[Dataset items]
//! Send schedule domain types and state machines.
//!
//! Schedules follow `Pending -> Active -> {Completed, Paused}`; steps follow
//! `Pending -> {Sent, Failed, Skipped}` and are terminal once they leave
//! `Pending` (a failed dispatch may roll back to `Pending` for one bounded
//! re-offer before settling on `Failed`).

use chrono::{DateTime, Duration, Utc};
use serde::{Deserialize, Serialize};

use crate::compose::Channel;

/// The fixed six-step escalation cadence: day offsets paired with channels.
pub const DEFAULT_CADENCE: [(i64, Channel); 6] = [
    (0, Channel::Email),
    (4, Channel::Email),
    (7, Channel::Sms),
    (11, Channel::Email),
    (14, Channel::Linkedin),
    (20, Channel::Email),
];

/// A prospect as the scheduler sees one: identity, contact handles, and the
/// attributes the compliance gate inspects.
#[derive(Debug, Clone, Serialize, Deserialize)]
pub struct Prospect {
    pub id: String,
    pub name: String,
    pub company: String,
    /// Company domain, the unit of cooldown and suppression
    pub domain: String,
    #[serde(skip_serializing_if = "Option::is_none")]
    pub email: Option<String>,
    #[serde(skip_serializing_if = "Option::is_none")]
    pub phone: Option<String>,
    #[serde(skip_serializing_if = "Option::is_none")]
    pub linkedin: Option<String>,
    /// Preferred language short code
    pub language: String,
    #[serde(skip_serializing_if = "Option::is_none")]
    pub industry: Option<String>,
}

impl Prospect {
    /// Whether any contact channel is usable at all.
    pub fn has_contact_channel(&self) -> bool {
        self.email.is_some() || self.phone.is_some() || self.linkedin.is_some()
    }

    /// Contact handle for a channel, when present.
    pub fn contact_for(&self, channel: Channel) -> Option<&str> {
        match channel {
            Channel::Email => self.email.as_deref(),
            Channel::Sms | Channel::Whatsapp => self.phone.as_deref(),
            Channel::Linkedin => self.linkedin.as_deref(),
        }
    }
}

/// Rate and timing policy for one schedule
#[derive(Debug, Clone, Serialize, Deserialize)]
pub struct SendCaps {
    /// Quiet hours as an hour-of-day window `(start, end)`, half-open and
    /// wrapping midnight when `start > end`. `start == end` disables it.
    pub quiet_hours: (u32, u32),
    /// Maximum steps sent per channel within one schedule
    pub max_attempts_per_channel: u32,
    /// Minimum gap in days between sends to the same domain (global)
    pub per_domain_frequency_days: i64,
    /// Minimum gap in days between consecutive steps of one schedule
    pub inter_step_delay_days: i64,
}

impl Default for SendCaps {
    fn default() -> Self {
        Self {
            quiet_hours: (20, 7),
            max_attempts_per_channel: 3,
            per_domain_frequency_days: 2,
            inter_step_delay_days: 2,
        }
    }
}

impl SendCaps {
    /// Whether `hour` falls inside the quiet-hours window.
    pub fn in_quiet_hours(&self, hour: u32) -> bool {
        let (start, end) = self.quiet_hours;
        if start == end {
            return false;
        }
        if start < end {
            hour >= start && hour < end
        } else {
            hour >= start || hour < end
        }
    }
}

/// Lifecycle of a schedule
#[derive(Debug, Clone, Copy, PartialEq, Eq, Serialize, Deserialize)]
#[serde(rename_all = "snake_case")]
pub enum ScheduleStatus {
    /// Created, waiting for the campaign to start
    Pending,
    /// Campaign started; steps become due as their offsets elapse
    Active,
    /// Halted by unsubscribe or an explicit campaign pause
    Paused,
    /// All steps resolved, or a reply arrived
    Completed,
}

impl ScheduleStatus {
    pub fn is_terminal(self) -> bool {
        matches!(self, Self::Completed)
    }
}

impl std::fmt::Display for ScheduleStatus {
    fn fmt(&self, f: &mut std::fmt::Formatter<'_>) -> std::fmt::Result {
        match self {
            Self::Pending => write!(f, "pending"),
            Self::Active => write!(f, "active"),
            Self::Paused => write!(f, "paused"),
            Self::Completed => write!(f, "completed"),
        }
    }
}

/// Lifecycle of a single step
#[derive(Debug, Clone, Copy, PartialEq, Eq, Serialize, Deserialize)]
#[serde(rename_all = "snake_case")]
pub enum StepStatus {
    Pending,
    Sent,
    Failed,
    Skipped,
}

/// Why a due step was skipped by the policy gates
#[derive(Debug, Clone, PartialEq, Eq, Serialize, Deserialize)]
#[serde(rename_all = "snake_case")]
pub enum SkipReason {
    /// Inside the quiet-hours window
    QuietHours,
    /// Channel already at its per-schedule attempt cap
    ChannelCapReached,
    /// Prospect domain inside its global cooldown window
    DomainCooldown,
    /// Compliance or consent check failed
    Compliance { detail: String },
}

impl std::fmt::Display for SkipReason {
    fn fmt(&self, f: &mut std::fmt::Formatter<'_>) -> std::fmt::Result {
        match self {
            Self::QuietHours => write!(f, "quiet hours"),
            Self::ChannelCapReached => write!(f, "channel cap reached"),
            Self::DomainCooldown => write!(f, "domain cooldown"),
            Self::Compliance { detail } => write!(f, "compliance: {detail}"),
        }
    }
}

/// Inbound delivery event, one per webhook callback
#[derive(Debug, Clone, Copy, PartialEq, Eq, Serialize, Deserialize)]
#[serde(rename_all = "snake_case")]
pub enum ResponseEvent {
    Delivered,
    Opened,
    Clicked,
    Replied,
    Unsubscribed,
}

impl std::fmt::Display for ResponseEvent {
    fn fmt(&self, f: &mut std::fmt::Formatter<'_>) -> std::fmt::Result {
        match self {
            Self::Delivered => write!(f, "delivered"),
            Self::Opened => write!(f, "opened"),
            Self::Clicked => write!(f, "clicked"),
            Self::Replied => write!(f, "replied"),
            Self::Unsubscribed => write!(f, "unsubscribed"),
        }
    }
}

/// Append-only response record on a sent step. Each flag is stamped at most
/// once; repeated events for the same flag are ignored.
#[derive(Debug, Clone, Default, Serialize, Deserialize)]
pub struct StepResponse {
    #[serde(skip_serializing_if = "Option::is_none")]
    pub delivered_at: Option<DateTime<Utc>>,
    #[serde(skip_serializing_if = "Option::is_none")]
    pub opened_at: Option<DateTime<Utc>>,
    #[serde(skip_serializing_if = "Option::is_none")]
    pub clicked_at: Option<DateTime<Utc>>,
    #[serde(skip_serializing_if = "Option::is_none")]
    pub replied_at: Option<DateTime<Utc>>,
    #[serde(skip_serializing_if = "Option::is_none")]
    pub unsubscribed_at: Option<DateTime<Utc>>,
}

impl StepResponse {
    /// Stamp exactly one flag for the event, first write wins.
    pub fn record(&mut self, event: ResponseEvent, at: DateTime<Utc>) {
        let slot = match event {
            ResponseEvent::Delivered => &mut self.delivered_at,
            ResponseEvent::Opened => &mut self.opened_at,
            ResponseEvent::Clicked => &mut self.clicked_at,
            ResponseEvent::Replied => &mut self.replied_at,
            ResponseEvent::Unsubscribed => &mut self.unsubscribed_at,
        };
        if slot.is_none() {
            *slot = Some(at);
        }
    }
}

/// One planned attempt within a schedule
#[derive(Debug, Clone, Serialize, Deserialize)]
pub struct SendStep {
    /// 1-indexed position within the schedule
    pub step_number: u32,
    /// Days after schedule start when this step becomes due
    pub day_offset: i64,
    pub channel: Channel,
    /// The message variant dispatched by this step
    pub variant_id: String,
    pub status: StepStatus,
    #[serde(skip_serializing_if = "Option::is_none")]
    pub sent_at: Option<DateTime<Utc>>,
    /// Transport receipt identifier once dispatched
    #[serde(skip_serializing_if = "Option::is_none")]
    pub message_id: Option<String>,
    /// Dispatch attempts made (bounded transport re-offer)
    pub attempts: u32,
    #[serde(skip_serializing_if = "Option::is_none")]
    pub skip_reason: Option<SkipReason>,
    #[serde(skip_serializing_if = "Option::is_none")]
    pub last_error: Option<String>,
    #[serde(default)]
    pub response: StepResponse,
}

impl SendStep {
    /// Whether this step is due at `now` for a schedule started at `started_at`.
    pub fn is_due(&self, started_at: DateTime<Utc>, now: DateTime<Utc>) -> bool {
        self.status == StepStatus::Pending && now >= started_at + Duration::days(self.day_offset)
    }
}

/// The unit of escalation for one (prospect, campaign) pair
#[derive(Debug, Clone, Serialize, Deserialize)]
pub struct SendSchedule {
    pub id: String,
    pub prospect_id: String,
    pub campaign_id: String,
    /// Steps in strict day-offset order
    pub steps: Vec<SendStep>,
    pub caps: SendCaps,
    /// Outcome of the consent gate at creation time
    pub consent: bool,
    pub status: ScheduleStatus,
    pub created_at: DateTime<Utc>,
    #[serde(skip_serializing_if = "Option::is_none")]
    pub started_at: Option<DateTime<Utc>>,
    #[serde(skip_serializing_if = "Option::is_none")]
    pub completed_at: Option<DateTime<Utc>>,
}

impl SendSchedule {
    /// Steps already sent on a channel within this schedule.
    pub fn sent_count_for_channel(&self, channel: Channel) -> u32 {
        self.steps
            .iter()
            .filter(|s| s.channel == channel && s.status == StepStatus::Sent)
            .count() as u32
    }

    /// Whether every step has left `Pending`.
    pub fn all_steps_resolved(&self) -> bool {
        self.steps.iter().all(|s| s.status != StepStatus::Pending)
    }

    /// Mutable step lookup by transport message id.
    pub fn step_by_message_id_mut(&mut self, message_id: &str) -> Option<&mut SendStep> {
        self.steps
            .iter_mut()
            .find(|s| s.message_id.as_deref() == Some(message_id))
    }

    /// Compact form for logging.
    pub fn summary(&self) -> String {
        format!(
            "schedule={} prospect={} campaign={} steps={} status={}",
            self.id,
            self.prospect_id,
            self.campaign_id,
            self.steps.len(),
            self.status,
        )
    }
}

#[cfg(test)]
mod tests {
    use super::*;

    #[test]
    fn test_quiet_hours_wraps_midnight() {
        let caps = SendCaps {
            quiet_hours: (20, 7),
            ..Default::default()
        };
        assert!(caps.in_quiet_hours(22));
        assert!(caps.in_quiet_hours(3));
        assert!(!caps.in_quiet_hours(9));
        assert!(!caps.in_quiet_hours(19));
        // Boundary behavior: start inclusive, end exclusive.
        assert!(caps.in_quiet_hours(20));
        assert!(!caps.in_quiet_hours(7));
    }

    #[test]
    fn test_quiet_hours_plain_window_and_disabled() {
        let day = SendCaps {
            quiet_hours: (12, 14),
            ..Default::default()
        };
        assert!(day.in_quiet_hours(12));
        assert!(day.in_quiet_hours(13));
        assert!(!day.in_quiet_hours(14));

        let off = SendCaps {
            quiet_hours: (9, 9),
            ..Default::default()
        };
        for hour in 0..24 {
            assert!(!off.in_quiet_hours(hour));
        }
    }

    #[test]
    fn test_response_flags_are_append_only() {
        let mut response = StepResponse::default();
        let first = Utc::now();
        let later = first + Duration::hours(2);

        response.record(ResponseEvent::Opened, first);
        response.record(ResponseEvent::Opened, later);
        assert_eq!(response.opened_at, Some(first));
        assert!(response.replied_at.is_none());
    }

    #[test]
    fn test_step_due_respects_offset() {
        let started = Utc::now() - Duration::days(5);
        let step = SendStep {
            step_number: 2,
            day_offset: 4,
            channel: Channel::Email,
            variant_id: "v-1".to_string(),
            status: StepStatus::Pending,
            sent_at: None,
            message_id: None,
            attempts: 0,
            skip_reason: None,
            last_error: None,
            response: StepResponse::default(),
        };
        assert!(step.is_due(started, Utc::now()));
        assert!(!step.is_due(Utc::now(), Utc::now() + Duration::days(3)));
    }
}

Work request
The answer must consist of each line in the entries above that includes "this".

Answer below
    /// Days after schedule start when this step becomes due
    /// The message variant dispatched by this step
    /// Whether this step is due at `now` for a schedule started at `started_at`.
    /// Steps already sent on a channel within this schedule.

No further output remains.